In conclusione si può affermare che:

Lo storiografo romano T. Livio (59 a.C. - 17 d.C.) è il primo a scrivere di cunicoli. Egli li descrive come tunnel scavati dai romani con lo scopo di penetrare segretamente nella città di Veio nel corso delle guerre di espansione (Ab urbe condita libri, Lib. V, Cap. XIX, XXI). Ma si tratta di argomento che esula dal nostro tema.

BIBLIOGRAFIA

- A. SECCHI: Intorno ad alcune opere idrauliche rinvenute nella campagna di Roma. Atti Acc. Pontificia Nuovi Lincei, Roma, 1876.

- W.H.S. JONES, R. ROSS, G.G. ELLETT: Malaria. A neglected factor in the history of Greece and Rome. McMillan and Bowey, London, 1907.

- F. RAVELLI, P.J. HOWARTH: Etruscan cuniculi: tunnels for the collection of pure water. International Commission on Irrigation and Drainage, New Delhi, Transactions of XII International Congress on Irrigation and Drainage, Fort Collins - U.S.A., vol. II, 1984; ed in versione italiana con alcune integrazioni al testo ed alla grafica, nella rivista "Irrigazione e drenaggio", XXXV, 1, Edagricole, Bologna, 1988.
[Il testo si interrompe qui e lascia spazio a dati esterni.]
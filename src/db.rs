//! Database setup and the shared connection helpers used by the SQLite stores.

use std::sync::{
    Arc, Mutex, MutexGuard,
    atomic::{AtomicBool, Ordering},
};

use rusqlite::{Connection, functions::FunctionFlags};

use crate::{Error, category::create_category_table, payment::create_payment_table};

/// The name of the SQL function that lowercases text with Unicode case folding.
///
/// SQLite's own `lower` and `LIKE` only fold ASCII letters.
pub(crate) const UNICODE_LOWER: &str = "unicode_lower";

/// How many virtual machine instructions SQLite runs between cancellation checks.
const CANCEL_CHECK_INTERVAL: i32 = 1000;

/// Create the tables for the domain models if they do not exist yet.
///
/// Foreign key enforcement is switched on for `connection`, which is what
/// stops a category from being deleted while payments still refer to it.
/// The [UNICODE_LOWER] function is registered as well.
///
/// # Errors
/// Returns an [Error::SqlError] if a table cannot be created.
pub fn initialize(connection: &Connection) -> Result<(), Error> {
    connection.pragma_update(None, "foreign_keys", "ON")?;
    register_functions(connection)?;

    let transaction = connection.unchecked_transaction()?;
    create_category_table(&transaction)?;
    create_payment_table(&transaction)?;
    transaction.commit()?;

    Ok(())
}

fn register_functions(connection: &Connection) -> Result<(), rusqlite::Error> {
    connection.create_scalar_function(
        UNICODE_LOWER,
        1,
        FunctionFlags::SQLITE_UTF8 | FunctionFlags::SQLITE_DETERMINISTIC,
        |context| {
            let text: Option<String> = context.get(0)?;
            Ok(text.map(|text| text.to_lowercase()))
        },
    )
}

/// Marks a single store call as abandoned.
///
/// Once cancelled, the call fails the next time it locks the connection and
/// any statement it is running is interrupted, so nothing more is written.
#[derive(Debug, Clone, Default)]
pub struct CancelToken(Arc<AtomicBool>);

impl CancelToken {
    /// Abandon the store call holding this token.
    pub fn cancel(&self) {
        self.0.store(true, Ordering::SeqCst);
    }

    /// Whether [CancelToken::cancel] has been called.
    pub fn is_cancelled(&self) -> bool {
        self.0.load(Ordering::SeqCst)
    }
}

/// A store whose calls can be abandoned part way through.
pub trait Cancellable {
    /// A copy of the store that stops touching the database once `token` is cancelled.
    fn with_cancel_token(&self, token: CancelToken) -> Self;
}

/// Acquire the lock on the shared database connection for a call holding `cancel`.
///
/// # Errors
/// Returns [Error::DatabaseLockError] if the mutex was poisoned and
/// [Error::QueryCancelled] if `cancel` was cancelled while waiting for the lock.
pub(crate) fn lock_connection<'a>(
    connection: &'a Mutex<Connection>,
    cancel: &CancelToken,
) -> Result<MutexGuard<'a, Connection>, Error> {
    let connection = connection.lock().map_err(|error| {
        tracing::error!("could not acquire database lock: {error}");
        Error::DatabaseLockError
    })?;

    if cancel.is_cancelled() {
        return Err(Error::QueryCancelled);
    }

    // Replaces the handler left behind by the previous holder of the lock.
    let cancel = cancel.clone();
    connection.progress_handler(
        CANCEL_CHECK_INTERVAL,
        Some(move || cancel.is_cancelled()),
    )?;

    Ok(connection)
}

/// The number of rows changed by an `UPDATE` or `DELETE`.
pub(crate) type RowsAffected = usize;

#[cfg(test)]
mod tests {
    use std::{sync::Mutex, thread, time::Duration};

    use rusqlite::Connection;

    use crate::Error;

    use super::{CancelToken, initialize, lock_connection};

    #[test]
    fn initialize_is_idempotent() {
        let connection = Connection::open_in_memory().expect("could not open database");

        initialize(&connection).expect("first initialize failed");
        initialize(&connection).expect("second initialize failed");
    }

    #[test]
    fn initialize_enables_foreign_keys() {
        let connection = Connection::open_in_memory().expect("could not open database");

        initialize(&connection).expect("could not initialize database");

        let enabled: bool = connection
            .query_row("PRAGMA foreign_keys", [], |row| row.get(0))
            .expect("could not read pragma");
        assert!(enabled);
    }

    #[test]
    fn unicode_lower_folds_non_ascii_letters() {
        let connection = Connection::open_in_memory().expect("could not open database");
        initialize(&connection).expect("could not initialize database");

        let lowered: String = connection
            .query_row("SELECT unicode_lower('КОФЕ Ünï')", [], |row| row.get(0))
            .expect("could not call unicode_lower");

        assert_eq!(lowered, "кофе ünï");
    }

    #[test]
    fn cancelled_call_cannot_lock_connection() {
        let connection = Mutex::new(Connection::open_in_memory().expect("could not open database"));
        let cancel = CancelToken::default();
        cancel.cancel();

        let result = lock_connection(&connection, &cancel);

        assert!(matches!(result, Err(Error::QueryCancelled)));
    }

    #[test]
    fn cancel_interrupts_running_statement() {
        let database = Mutex::new(Connection::open_in_memory().expect("could not open database"));
        let cancel = CancelToken::default();
        let canceller = cancel.clone();
        thread::spawn(move || {
            thread::sleep(Duration::from_millis(50));
            canceller.cancel();
        });

        let connection = lock_connection(&database, &cancel).expect("could not lock connection");
        let result: Result<i64, Error> = connection
            .query_row(
                "WITH RECURSIVE counter(x) AS (
                    SELECT 1 UNION ALL SELECT x + 1 FROM counter WHERE x < 1000000000
                )
                SELECT count(*) FROM counter",
                [],
                |row| row.get(0),
            )
            .map_err(Error::from);

        assert_eq!(result, Err(Error::QueryCancelled));
    }

    #[test]
    fn uncancelled_token_leaves_queries_alone() {
        let connection = Mutex::new(Connection::open_in_memory().expect("could not open database"));

        let count: i64 = lock_connection(&connection, &CancelToken::default())
            .expect("could not lock connection")
            .query_row(
                "WITH RECURSIVE counter(x) AS (
                    SELECT 1 UNION ALL SELECT x + 1 FROM counter WHERE x < 10000
                )
                SELECT count(*) FROM counter",
                [],
                |row| row.get(0),
            )
            .expect("query should not be interrupted");

        assert_eq!(count, 10000);
    }
}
1 Nella corrente accezione il termine drenaggio (in inglese drainage) assume in italiano un significato alquanto diverso da quello attribuitogli dall'inglese. Nella lingua inglese il termine drainage viene infatti usato per indicare la tecnica di allontanamento dell'acqua in senso lato, indipendentemente dall'obiettivo perseguito, sia questo cioè l'approvvigionamento idrico o la bonifica del terreno. In italiano, invece, il termine drenaggio è stato correntemente utilizzato fino a tempi recenti per indicare la bonifica del terreno mediante l'allontanamento di acqua a mezzo di condotte sotterranee (drenanti), lasciando ad altri termini del tipo captazione, emungimento, etc. il compito di indicare l'operazione di estrazione dell'acqua o altro. In altre parole vi è stata la tendenza dell'italiano a distinguere terminologicamente la operazione in cui il prodotto finale era l'acqua da utilizzare, da quella in cui il prodotto finale era il terreno prosciugato. Nell'italiano d'oggi la tendenza è quella di un uso generalizzato del termine drenaggio alla stregua dell'inglese.

2 Il gesuita Padre Angelo Secchi (1818-1878) fu direttore dell'Osservatorio del Collegio Romano cui fece acquistare fama internazionale nel campo della astronomia e in quello della geofisica. È il primo a interpretare i cunicoli laziali come opera di captazione idrica.

3 Notasi incidentalmente come l'importanza della logistica militare nel caratterizzare l'ambiente abbia indotto Columella ad associare paludi e strade percorse dall'esercito romano.